GIVEN RECORDS:

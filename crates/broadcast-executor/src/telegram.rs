//! Telegram Client Pool (TCP): one warmed client per `account_id`.
//!
//! `session_material` is handed to the pool as an opaque, bot-token-shaped
//! credential — the pool never inspects its internal structure, which keeps
//! every account on the same Bot API transport the rest of the stack uses.

use std::sync::Arc;

use async_trait::async_trait;
use chrono::{DateTime, Utc};
use dashmap::DashMap;
use teloxide::prelude::*;
use teloxide::types::ChatId;
use tokio::sync::Mutex as AsyncMutex;

use crate::error::{BexError, BexResult};
use shared::config::TelegramConfig;

#[derive(Debug, Clone)]
pub struct TargetGroupInfo {
    pub group_id: String,
    pub title: String,
    pub kind: String,
}

/// The send + discovery surface BEX and (indirectly, through the excluded UI
/// collaborator) the rest of the stack drive this component through.
#[async_trait]
pub trait TelegramClient: Send + Sync {
    async fn send(&self, account_id: &str, chat_id: &str, text: &str) -> BexResult<()>;
    async fn list_group_dialogs(&self, account_id: &str) -> BexResult<Vec<TargetGroupInfo>>;
    async fn shutdown(&self);

    /// Registers an account's credential ahead of its first send. Doubles
    /// used in tests have nothing to warm, so this defaults to a no-op.
    fn ensure_account(&self, _account_id: &str, _session_material: &str) {}
}

#[derive(Default)]
struct RemoteGroupsCache {
    cached_at: Option<DateTime<Utc>>,
    groups: Vec<TargetGroupInfo>,
    last_fetch_attempt: Option<DateTime<Utc>>,
    last_fetch_failure: Option<DateTime<Utc>>,
}

/// Warmed Bot API clients keyed by account id, plus the remote-groups cache
/// used by the (externally provided) UI collaborator.
pub struct TelegramClientPool {
    bots: DashMap<String, Bot>,
    peer_cache_warmed: DashMap<String, ()>,
    known_chats: DashMap<String, Vec<TargetGroupInfo>>,
    remote_groups: DashMap<String, Arc<AsyncMutex<RemoteGroupsCache>>>,
    config: TelegramConfig,
}

impl TelegramClientPool {
    pub fn new(config: TelegramConfig) -> Self {
        Self {
            bots: DashMap::new(),
            peer_cache_warmed: DashMap::new(),
            known_chats: DashMap::new(),
            remote_groups: DashMap::new(),
            config,
        }
    }

    /// Registers `account_id`'s credential and warms its client on first use.
    fn client_for(&self, account_id: &str, session_material: &str) -> Bot {
        if let Some(bot) = self.bots.get(account_id) {
            return bot.clone();
        }
        let bot = Bot::new(session_material);
        self.bots.insert(account_id.to_string(), bot.clone());
        bot
    }

    async fn warm_peer_cache(&self, account_id: &str, bot: &Bot) {
        if self.peer_cache_warmed.contains_key(account_id) {
            return;
        }
        if let Err(e) = bot.get_me().await {
            tracing::warn!(account_id, error = %e, "failed to warm telegram peer cache");
            return;
        }
        self.peer_cache_warmed.insert(account_id.to_string(), ());
    }

    fn remote_groups_state(&self, account_id: &str) -> Arc<AsyncMutex<RemoteGroupsCache>> {
        self.remote_groups
            .entry(account_id.to_string())
            .or_insert_with(|| Arc::new(AsyncMutex::new(RemoteGroupsCache::default())))
            .clone()
    }

    /// Records a successfully delivered chat so `list_group_dialogs` can
    /// surface it later.
    pub fn remember_chat(&self, account_id: &str, chat_id: &str) {
        let mut chats = self.known_chats.entry(account_id.to_string()).or_default();
        if !chats.iter().any(|g| g.group_id == chat_id) {
            chats.push(TargetGroupInfo {
                group_id: chat_id.to_string(),
                title: String::new(),
                kind: "group".to_string(),
            });
        }
    }
}

#[async_trait]
impl TelegramClient for TelegramClientPool {
    async fn send(&self, account_id: &str, chat_id: &str, text: &str) -> BexResult<()> {
        let bot = self
            .bots
            .get(account_id)
            .map(|b| b.clone())
            .ok_or_else(|| BexError::internal(format!("no warmed client for account {account_id}")))?;

        self.warm_peer_cache(account_id, &bot).await;

        let chat_id_num: i64 = chat_id
            .parse()
            .map_err(|_| BexError::internal(format!("invalid chat id: {chat_id}")))?;

        bot.send_message(ChatId(chat_id_num), text)
            .await
            .map_err(|e| BexError::telegram(e.to_string()))?;

        self.remember_chat(account_id, chat_id);
        Ok(())
    }

    async fn list_group_dialogs(&self, account_id: &str) -> BexResult<Vec<TargetGroupInfo>> {
        let state = self.remote_groups_state(account_id);
        let mut guard = state.lock().await;

        let now = Utc::now();
        if let Some(cached_at) = guard.cached_at {
            let age_ms = (now - cached_at).num_milliseconds().max(0) as u64;
            if age_ms < self.config.remote_groups_cache_ttl_ms {
                return Ok(guard.groups.clone());
            }
        }
        if let Some(last_attempt) = guard.last_fetch_attempt {
            let since_ms = (now - last_attempt).num_milliseconds().max(0) as u64;
            if since_ms < self.config.remote_groups_min_refresh_ms && guard.cached_at.is_some() {
                return Ok(guard.groups.clone());
            }
        }
        if let Some(last_failure) = guard.last_fetch_failure {
            let since_ms = (now - last_failure).num_milliseconds().max(0) as u64;
            if since_ms < self.config.remote_groups_failure_cooldown_ms {
                return Ok(guard.groups.clone());
            }
        }

        guard.last_fetch_attempt = Some(now);

        // The Bot API has no dialog-listing endpoint; dialogs are inferred
        // from chats we have actually delivered into.
        let fresh = self
            .known_chats
            .get(account_id)
            .map(|v| v.clone())
            .unwrap_or_default();

        guard.groups = fresh.clone();
        guard.cached_at = Some(now);
        guard.last_fetch_failure = None;

        Ok(fresh)
    }

    async fn shutdown(&self) {
        self.bots.clear();
        self.peer_cache_warmed.clear();
        tracing::info!("telegram client pool shut down");
    }

    fn ensure_account(&self, account_id: &str, session_material: &str) {
        self.client_for(account_id, session_material);
    }
}

/// In-memory double used by executor tests.
#[derive(Default)]
pub struct MockTelegramClient {
    pub sent: std::sync::Mutex<Vec<(String, String, String)>>,
    pub failures: std::sync::Mutex<std::collections::HashMap<String, String>>,
}

impl MockTelegramClient {
    pub fn new() -> Self {
        Self::default()
    }

    pub fn fail_next(&self, chat_id: &str, error: &str) {
        self.failures
            .lock()
            .unwrap()
            .insert(chat_id.to_string(), error.to_string());
    }

    pub fn sent_count(&self) -> usize {
        self.sent.lock().unwrap().len()
    }
}

#[async_trait]
impl TelegramClient for MockTelegramClient {
    async fn send(&self, account_id: &str, chat_id: &str, text: &str) -> BexResult<()> {
        if let Some(err) = self.failures.lock().unwrap().remove(chat_id) {
            return Err(BexError::telegram(err));
        }
        self.sent
            .lock()
            .unwrap()
            .push((account_id.to_string(), chat_id.to_string(), text.to_string()));
        Ok(())
    }

    async fn list_group_dialogs(&self, _account_id: &str) -> BexResult<Vec<TargetGroupInfo>> {
        Ok(Vec::new())
    }

    async fn shutdown(&self) {}
}

#[cfg(test)]
mod tests {
    use super::*;

    #[tokio::test]
    async fn mock_client_records_sends() {
        let client = MockTelegramClient::new();
        client.send("acct-1", "-100123", "hello").await.unwrap();
        assert_eq!(client.sent_count(), 1);
    }

    #[tokio::test]
    async fn mock_client_fails_once_then_succeeds() {
        let client = MockTelegramClient::new();
        client.fail_next("-100123", "FLOOD_WAIT_5");

        let err = client.send("acct-1", "-100123", "hi").await.unwrap_err();
        assert!(!err.safe_message().contains("no active"));

        client.send("acct-1", "-100123", "hi again").await.unwrap();
        assert_eq!(client.sent_count(), 1);
    }

    #[test]
    fn remember_chat_deduplicates() {
        let pool = TelegramClientPool::new(TelegramConfig {
            global_mps: 125,
            slowmode_default_seconds: 300,
            remote_groups_cache_ttl_ms: 60_000,
            remote_groups_min_refresh_ms: 180_000,
            remote_groups_failure_cooldown_ms: 120_000,
        });
        pool.remember_chat("acct-1", "-100123");
        pool.remember_chat("acct-1", "-100123");
        assert_eq!(pool.known_chats.get("acct-1").unwrap().len(), 1);
    }
}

YOUR OBJECTIVE:
Lines from the start of the material above through the line containing "the excluded UI" are to be duplicated exactly, and only those.

RESPONSE TO THE EXERCISE:
filename crates/broadcast-executor/src/telegram.rs
//! Telegram Client Pool (TCP): one warmed client per `account_id`.
//!
//! `session_material` is handed to the pool as an opaque, bot-token-shaped
//! credential — the pool never inspects its internal structure, which keeps
//! every account on the same Bot API transport the rest of the stack uses.

use std::sync::Arc;

use async_trait::async_trait;
use chrono::{DateTime, Utc};
use dashmap::DashMap;
use teloxide::prelude::*;
use teloxide::types::ChatId;
use tokio::sync::Mutex as AsyncMutex;

use crate::error::{BexError, BexResult};
use shared::config::TelegramConfig;

#[derive(Debug, Clone)]
pub struct TargetGroupInfo {
    pub group_id: String,
    pub title: String,
    pub kind: String,
}

/// The send + discovery surface BEX and (indirectly, through the excluded UI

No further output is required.